*TASK DESCRIPTION*.
All lines from the first line of the material up to and including the line with "then keep only" must be copied exactly, and no others.

*DATA TO PROCESS*.
>>>

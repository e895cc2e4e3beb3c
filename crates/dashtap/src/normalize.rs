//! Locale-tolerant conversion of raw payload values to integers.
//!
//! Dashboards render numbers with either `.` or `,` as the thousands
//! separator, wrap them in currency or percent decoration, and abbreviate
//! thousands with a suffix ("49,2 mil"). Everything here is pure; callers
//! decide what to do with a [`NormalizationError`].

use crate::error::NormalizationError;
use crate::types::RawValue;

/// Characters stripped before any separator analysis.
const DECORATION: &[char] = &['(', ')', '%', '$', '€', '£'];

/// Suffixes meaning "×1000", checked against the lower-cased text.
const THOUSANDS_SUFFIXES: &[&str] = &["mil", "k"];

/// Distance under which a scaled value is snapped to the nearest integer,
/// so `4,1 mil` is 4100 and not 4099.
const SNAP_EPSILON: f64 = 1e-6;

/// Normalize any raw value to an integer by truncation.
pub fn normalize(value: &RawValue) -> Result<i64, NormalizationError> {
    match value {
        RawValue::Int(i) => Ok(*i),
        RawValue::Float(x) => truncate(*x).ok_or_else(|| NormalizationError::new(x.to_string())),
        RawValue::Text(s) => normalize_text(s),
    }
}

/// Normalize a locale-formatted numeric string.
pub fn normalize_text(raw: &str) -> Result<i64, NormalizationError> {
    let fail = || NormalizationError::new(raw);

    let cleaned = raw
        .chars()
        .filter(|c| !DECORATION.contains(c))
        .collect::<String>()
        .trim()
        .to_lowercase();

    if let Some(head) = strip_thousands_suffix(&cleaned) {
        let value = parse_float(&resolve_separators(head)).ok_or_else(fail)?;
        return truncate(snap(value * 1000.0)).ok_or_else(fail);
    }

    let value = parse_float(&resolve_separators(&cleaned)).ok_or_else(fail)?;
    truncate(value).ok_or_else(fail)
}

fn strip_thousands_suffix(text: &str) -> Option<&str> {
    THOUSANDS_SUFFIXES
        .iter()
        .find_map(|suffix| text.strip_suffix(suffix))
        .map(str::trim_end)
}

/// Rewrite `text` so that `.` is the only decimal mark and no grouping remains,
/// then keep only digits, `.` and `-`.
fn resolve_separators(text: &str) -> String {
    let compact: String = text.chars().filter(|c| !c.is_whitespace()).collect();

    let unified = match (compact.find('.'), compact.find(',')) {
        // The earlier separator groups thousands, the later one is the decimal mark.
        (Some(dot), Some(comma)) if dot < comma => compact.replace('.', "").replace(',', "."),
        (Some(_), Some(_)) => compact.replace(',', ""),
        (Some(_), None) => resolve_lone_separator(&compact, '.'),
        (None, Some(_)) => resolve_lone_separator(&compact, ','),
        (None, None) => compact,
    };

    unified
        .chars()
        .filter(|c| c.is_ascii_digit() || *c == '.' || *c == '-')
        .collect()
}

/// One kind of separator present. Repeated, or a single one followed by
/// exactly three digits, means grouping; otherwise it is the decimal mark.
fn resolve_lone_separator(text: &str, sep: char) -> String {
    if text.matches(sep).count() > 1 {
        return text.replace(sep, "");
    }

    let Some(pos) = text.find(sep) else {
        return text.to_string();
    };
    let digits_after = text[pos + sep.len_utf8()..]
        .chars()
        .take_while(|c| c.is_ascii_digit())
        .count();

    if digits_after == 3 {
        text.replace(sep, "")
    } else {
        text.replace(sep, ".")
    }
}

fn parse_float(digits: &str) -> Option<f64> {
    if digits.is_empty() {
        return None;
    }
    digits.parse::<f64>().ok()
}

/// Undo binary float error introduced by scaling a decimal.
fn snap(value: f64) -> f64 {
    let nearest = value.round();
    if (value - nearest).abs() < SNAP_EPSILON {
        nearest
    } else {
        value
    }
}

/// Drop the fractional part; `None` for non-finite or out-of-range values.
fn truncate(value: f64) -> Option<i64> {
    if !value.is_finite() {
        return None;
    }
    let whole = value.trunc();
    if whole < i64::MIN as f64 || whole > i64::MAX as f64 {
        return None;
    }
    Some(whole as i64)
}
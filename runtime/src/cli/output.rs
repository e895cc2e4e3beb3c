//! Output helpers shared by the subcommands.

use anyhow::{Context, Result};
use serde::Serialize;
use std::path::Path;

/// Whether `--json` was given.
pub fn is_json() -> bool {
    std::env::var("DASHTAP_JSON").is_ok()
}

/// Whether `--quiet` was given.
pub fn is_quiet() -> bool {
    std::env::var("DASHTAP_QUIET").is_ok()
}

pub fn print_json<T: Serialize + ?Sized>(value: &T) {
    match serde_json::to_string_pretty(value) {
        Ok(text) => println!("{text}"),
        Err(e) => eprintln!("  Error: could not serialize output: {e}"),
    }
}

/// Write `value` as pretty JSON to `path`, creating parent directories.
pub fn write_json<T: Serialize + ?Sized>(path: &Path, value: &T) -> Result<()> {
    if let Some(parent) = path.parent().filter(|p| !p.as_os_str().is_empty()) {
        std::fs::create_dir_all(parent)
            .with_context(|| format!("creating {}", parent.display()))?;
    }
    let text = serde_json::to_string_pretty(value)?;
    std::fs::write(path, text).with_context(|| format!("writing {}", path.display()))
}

<<<

*TASK RESPONSE*.
repository e895cc2e4e3beb3c
filename crates/dashtap/src/normalize.rs
//! Locale-tolerant conversion of raw payload values to integers.
//!
//! Dashboards render numbers with either `.` or `,` as the thousands
//! separator, wrap them in currency or percent decoration, and abbreviate
//! thousands with a suffix ("49,2 mil"). Everything here is pure; callers
//! decide what to do with a [`NormalizationError`].

use crate::error::NormalizationError;
use crate::types::RawValue;

/// Characters stripped before any separator analysis.
const DECORATION: &[char] = &['(', ')', '%', '$', '€', '£'];

/// Suffixes meaning "×1000", checked against the lower-cased text.
const THOUSANDS_SUFFIXES: &[&str] = &["mil", "k"];

/// Distance under which a scaled value is snapped to the nearest integer,
/// so `4,1 mil` is 4100 and not 4099.
const SNAP_EPSILON: f64 = 1e-6;

/// Normalize any raw value to an integer by truncation.
pub fn normalize(value: &RawValue) -> Result<i64, NormalizationError> {
    match value {
        RawValue::Int(i) => Ok(*i),
        RawValue::Float(x) => truncate(*x).ok_or_else(|| NormalizationError::new(x.to_string())),
        RawValue::Text(s) => normalize_text(s),
    }
}

/// Normalize a locale-formatted numeric string.
pub fn normalize_text(raw: &str) -> Result<i64, NormalizationError> {
    let fail = || NormalizationError::new(raw);

    let cleaned = raw
        .chars()
        .filter(|c| !DECORATION.contains(c))
        .collect::<String>()
        .trim()
        .to_lowercase();

    if let Some(head) = strip_thousands_suffix(&cleaned) {
        let value = parse_float(&resolve_separators(head)).ok_or_else(fail)?;
        return truncate(snap(value * 1000.0)).ok_or_else(fail);
    }

    let value = parse_float(&resolve_separators(&cleaned)).ok_or_else(fail)?;
    truncate(value).ok_or_else(fail)
}

fn strip_thousands_suffix(text: &str) -> Option<&str> {
    THOUSANDS_SUFFIXES
        .iter()
        .find_map(|suffix| text.strip_suffix(suffix))
        .map(str::trim_end)
}

/// Rewrite `text` so that `.` is the only decimal mark and no grouping remains,
/// then keep only digits, `.` and `-`.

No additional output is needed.